Exercise requirements —
From the data below, return all lines holding the string "plain".

▼▼▼

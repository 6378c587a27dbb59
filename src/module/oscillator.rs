//! Sources: pitched oscillators, the LFO and the noise generator.

use std::sync::Arc;

use super::param::ParamHandle;
use super::wavetable::Wavetable;
use super::{Lifetime, Module, ModuleError, ModuleKind, ModuleSpec, OutputRef, Ports, Source};

/// Available waveform shapes.
#[derive(Debug, Clone, PartialEq)]
pub enum Waveform {
    Sine,
    Saw,
    Square,
    Triangle,
    Pulse,
    /// Fourier series from a named wavetable.
    Custom(Wavetable),
}

impl Waveform {
    /// Shape of a plain oscillator kind; `None` for kinds that are not one.
    pub fn for_kind(kind: ModuleKind) -> Option<Self> {
        match kind {
            ModuleKind::SinOsc | ModuleKind::Lfo => Some(Waveform::Sine),
            ModuleKind::SawOsc => Some(Waveform::Saw),
            ModuleKind::SqrOsc => Some(Waveform::Square),
            ModuleKind::TriOsc => Some(Waveform::Triangle),
            ModuleKind::PulseOsc => Some(Waveform::Pulse),
            _ => None,
        }
    }
}

/// Convert a MIDI note number to frequency in Hz.
///
/// Standard tuning: A4 (MIDI 69) = 440 Hz.
pub fn midi_to_freq(note: u8) -> f64 {
    440.0 * 2.0f64.powf((note as f64 - 69.0) / 12.0)
}

/// A periodic source: audio-rate oscillator or LFO.
#[derive(Debug, Clone)]
pub struct Oscillator {
    ports: Ports,
    waveform: Waveform,
}

impl Oscillator {
    /// Oscillator of a plain waveform kind (`SAW-OSC`, `PULSE-OSC`, ...).
    pub fn new(kind: ModuleKind, waveform: Waveform) -> Self {
        let ports = match kind {
            ModuleKind::PulseOsc => Ports::new(
                kind,
                &[("pitch", 440.0), ("detune", 0.0), ("pulsewidth", 0.5)],
            ),
            ModuleKind::Lfo => Ports::new(
                kind,
                &[("pitch", 5.0), ("depth", 1.0), ("offset", 0.0)],
            ),
            _ => Ports::new(kind, &[("pitch", 440.0), ("detune", 0.0)]),
        };
        Self { ports, waveform }
    }

    /// `CUSTOM-OSC` playing the given wavetable.
    pub fn custom(table: Wavetable) -> Self {
        Self::new(ModuleKind::CustomOsc, Waveform::Custom(table))
    }

    pub fn waveform(&self) -> &Waveform {
        &self.waveform
    }
}

impl Source for Oscillator {
    fn start(&mut self, when: f64) {
        self.ports.start(when);
    }
}

/// White noise read from a buffer shared by every noise module.
#[derive(Debug, Clone)]
pub struct Noise {
    ports: Ports,
    buffer: Arc<[f32]>,
}

impl Noise {
    pub fn new(buffer: Arc<[f32]>) -> Self {
        Self {
            ports: Ports::new(ModuleKind::Noise, &[("level", 1.0)]),
            buffer,
        }
    }

    pub fn buffer(&self) -> &Arc<[f32]> {
        &self.buffer
    }
}

impl Source for Noise {
    fn start(&mut self, when: f64) {
        self.ports.start(when);
    }
}

macro_rules! source_module {
    ($ty:ty) => {
        impl Module for $ty {
            fn kind(&self) -> ModuleKind {
                self.ports.kind()
            }

            fn param(&self, name: &str) -> Option<ParamHandle> {
                self.ports.param(name)
            }

            fn connect(&mut self, port: &str, source: OutputRef) -> Result<(), ModuleError> {
                self.ports.connect(port, source)
            }

            fn connections(&self) -> &[(String, OutputRef)] {
                self.ports.connections()
            }

            fn lifetime(&self) -> Lifetime {
                self.ports.lifetime()
            }

            fn stop(&mut self, when: f64) {
                self.ports.stop(when);
            }

            fn declare(&mut self, spec: ModuleSpec) {
                self.ports.declare(spec);
            }

            fn as_source_mut(&mut self) -> Option<&mut dyn Source> {
                Some(self)
            }
        }
    };
}

source_module!(Oscillator);
source_module!(Noise);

▲▲▲

Task result —
    /// Shape of a plain oscillator kind; `None` for kinds that are not one.
    /// Oscillator of a plain waveform kind (`SAW-OSC`, `PULSE-OSC`, ...).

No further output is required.